**EXERCISE PROMPT:** Using the data below, find how many lines include the word "Blob" and report that figure alone.

**AVAILABLE DATA:**
++++++++

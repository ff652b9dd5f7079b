//! Arrow record batches built from, and read back into, result sets.

use std::sync::Arc;

use arrow::array::{
    Array, ArrayRef, AsArray, BinaryArray, BooleanArray, Float64Array, Int64Array, StringArray,
};
use arrow::datatypes::{
    DataType, Field, Float32Type, Float64Type, Int16Type, Int32Type, Int64Type, Int8Type, Schema,
    UInt16Type, UInt32Type, UInt64Type, UInt8Type,
};
use arrow::record_batch::{RecordBatch, RecordBatchOptions};
use arrow::util::display::array_value_to_string;

use crate::error::{EngineError, Result};
use crate::value::{ResultSet, Value};

/// Arrow type for a column, from the kinds of value it holds.
///
/// Integers widen to float when mixed with floats; any other mix, and a
/// column of only nulls, becomes text.
pub(super) fn infer_type<'a>(values: impl Iterator<Item = &'a Value>) -> DataType {
    let mut inferred: Option<DataType> = None;
    for value in values {
        let kind = match value {
            Value::Null => continue,
            Value::Boolean(_) => DataType::Boolean,
            Value::Integer(_) => DataType::Int64,
            Value::Float(_) => DataType::Float64,
            Value::Text(_) => DataType::Utf8,
            Value::Blob(_) => DataType::Binary,
        };
        inferred = Some(match (inferred, kind) {
            (None, kind) => kind,
            (Some(current), kind) if current == kind => current,
            (Some(DataType::Int64), DataType::Float64) | (Some(DataType::Float64), DataType::Int64) => {
                DataType::Float64
            }
            _ => return DataType::Utf8,
        });
    }
    inferred.unwrap_or(DataType::Utf8)
}

/// A batch with one typed array per column.
pub(super) fn typed_batch(result: &ResultSet) -> Result<RecordBatch> {
    let mut fields = Vec::with_capacity(result.columns().len());
    let mut arrays: Vec<ArrayRef> = Vec::with_capacity(result.columns().len());

    for (idx, name) in result.columns().iter().enumerate() {
        let data_type = infer_type(result.column_values(idx));
        let values = result.column_values(idx);
        let array: ArrayRef = match data_type {
            DataType::Boolean => Arc::new(
                values
                    .map(|v| match v {
                        Value::Boolean(b) => Some(*b),
                        _ => None,
                    })
                    .collect::<BooleanArray>(),
            ),
            DataType::Int64 => Arc::new(
                values
                    .map(|v| match v {
                        Value::Integer(i) => Some(*i),
                        _ => None,
                    })
                    .collect::<Int64Array>(),
            ),
            DataType::Float64 => Arc::new(
                values
                    .map(|v| match v {
                        Value::Integer(i) => Some(*i as f64),
                        Value::Float(f) => Some(*f),
                        _ => None,
                    })
                    .collect::<Float64Array>(),
            ),
            DataType::Binary => Arc::new(
                values
                    .map(|v| match v {
                        Value::Blob(b) => Some(b.as_slice()),
                        _ => None,
                    })
                    .collect::<BinaryArray>(),
            ),
            _ => Arc::new(values.map(Value::render_text).collect::<StringArray>()),
        };
        fields.push(Field::new(name, data_type, true));
        arrays.push(array);
    }

    batch(fields, arrays, result.len())
}

/// A batch where every column is text, rendered the way CSV fields carry values.
pub(super) fn text_batch(result: &ResultSet) -> Result<RecordBatch> {
    let fields: Vec<Field> = result
        .columns()
        .iter()
        .map(|name| Field::new(name, DataType::Utf8, true))
        .collect();
    let arrays: Vec<ArrayRef> = (0..result.columns().len())
        .map(|idx| {
            Arc::new(
                result
                    .column_values(idx)
                    .map(Value::render_text)
                    .collect::<StringArray>(),
            ) as ArrayRef
        })
        .collect();
    batch(fields, arrays, result.len())
}

fn batch(fields: Vec<Field>, arrays: Vec<ArrayRef>, rows: usize) -> Result<RecordBatch> {
    let schema = Arc::new(Schema::new(fields));
    if arrays.is_empty() {
        let options = RecordBatchOptions::new().with_row_count(Some(rows));
        return Ok(RecordBatch::try_new_with_options(schema, arrays, &options)?);
    }
    Ok(RecordBatch::try_new(schema, arrays)?)
}

/// Append every row of `batches` to a result set, converting Arrow values.
pub(super) fn collect_batches<I>(columns: Vec<String>, batches: I) -> Result<ResultSet>
where
    I: IntoIterator<Item = std::result::Result<RecordBatch, arrow::error::ArrowError>>,
{
    let mut result = ResultSet::new(columns, Vec::new())?;
    for batch in batches {
        let batch = batch?;
        for row in 0..batch.num_rows() {
            let values = batch
                .columns()
                .iter()
                .map(|array| value_at(array.as_ref(), row))
                .collect::<Result<Vec<_>>>()?;
            result.push_row(values)?;
        }
    }
    Ok(result)
}

fn value_at(array: &dyn Array, row: usize) -> Result<Value> {
    if array.is_null(row) {
        return Ok(Value::Null);
    }
    let value = match array.data_type() {
        DataType::Boolean => Value::Boolean(array.as_boolean().value(row)),
        DataType::Int8 => Value::Integer(array.as_primitive::<Int8Type>().value(row).into()),
        DataType::Int16 => Value::Integer(array.as_primitive::<Int16Type>().value(row).into()),
        DataType::Int32 => Value::Integer(array.as_primitive::<Int32Type>().value(row).into()),
        DataType::Int64 => Value::Integer(array.as_primitive::<Int64Type>().value(row)),
        DataType::UInt8 => Value::Integer(array.as_primitive::<UInt8Type>().value(row).into()),
        DataType::UInt16 => Value::Integer(array.as_primitive::<UInt16Type>().value(row).into()),
        DataType::UInt32 => Value::Integer(array.as_primitive::<UInt32Type>().value(row).into()),
        DataType::UInt64 => {
            let v = array.as_primitive::<UInt64Type>().value(row);
            i64::try_from(v)
                .map(Value::Integer)
                .unwrap_or_else(|_| Value::Text(v.to_string()))
        }
        DataType::Float32 => Value::Float(array.as_primitive::<Float32Type>().value(row).into()),
        DataType::Float64 => Value::Float(array.as_primitive::<Float64Type>().value(row)),
        DataType::Utf8 => Value::Text(array.as_string::<i32>().value(row).to_string()),
        DataType::LargeUtf8 => Value::Text(array.as_string::<i64>().value(row).to_string()),
        DataType::Binary => Value::Blob(array.as_binary::<i32>().value(row).to_vec()),
        DataType::LargeBinary => Value::Blob(array.as_binary::<i64>().value(row).to_vec()),
        _ => Value::Text(
            array_value_to_string(array, row)
                .map_err(|e| EngineError::encoding(e.to_string()))?,
        ),
    };
    Ok(value)
}

#[cfg(test)]
mod tests {
    use super::*;

    #[test]
    fn test_type_inference() {
        let ints = [Value::Integer(1), Value::Null, Value::Integer(2)];
        assert_eq!(infer_type(ints.iter()), DataType::Int64);

        let widened = [Value::Integer(1), Value::Float(0.5)];
        assert_eq!(infer_type(widened.iter()), DataType::Float64);

        let mixed = [Value::Integer(1), Value::Text("x".into())];
        assert_eq!(infer_type(mixed.iter()), DataType::Utf8);

        let nulls = [Value::Null, Value::Null];
        assert_eq!(infer_type(nulls.iter()), DataType::Utf8);
    }

    #[test]
    fn test_typed_batch_round_trip() {
        let rs = ResultSet::new(
            vec!["n".into(), "s".into()],
            vec![
                vec![Value::Integer(1), Value::Text("a".into())],
                vec![Value::Null, Value::Text("b".into())],
            ],
        )
        .unwrap();
        let batch = typed_batch(&rs).unwrap();
        assert_eq!(batch.schema().field(0).data_type(), &DataType::Int64);
        let back = collect_batches(rs.columns().to_vec(), vec![Ok(batch)]).unwrap();
        assert_eq!(back, rs);
    }

    #[test]
    fn test_text_batch_renders_values() {
        let rs = ResultSet::new(
            vec!["f".into()],
            vec![vec![Value::Float(2.0)], vec![Value::Null]],
        )
        .unwrap();
        let batch = text_batch(&rs).unwrap();
        let col = batch.column(0).as_string::<i32>();
        assert_eq!(col.value(0), "2.0");
        assert!(col.is_null(1));
    }
}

++++++++

**OUTPUT OF THE TASK:** 4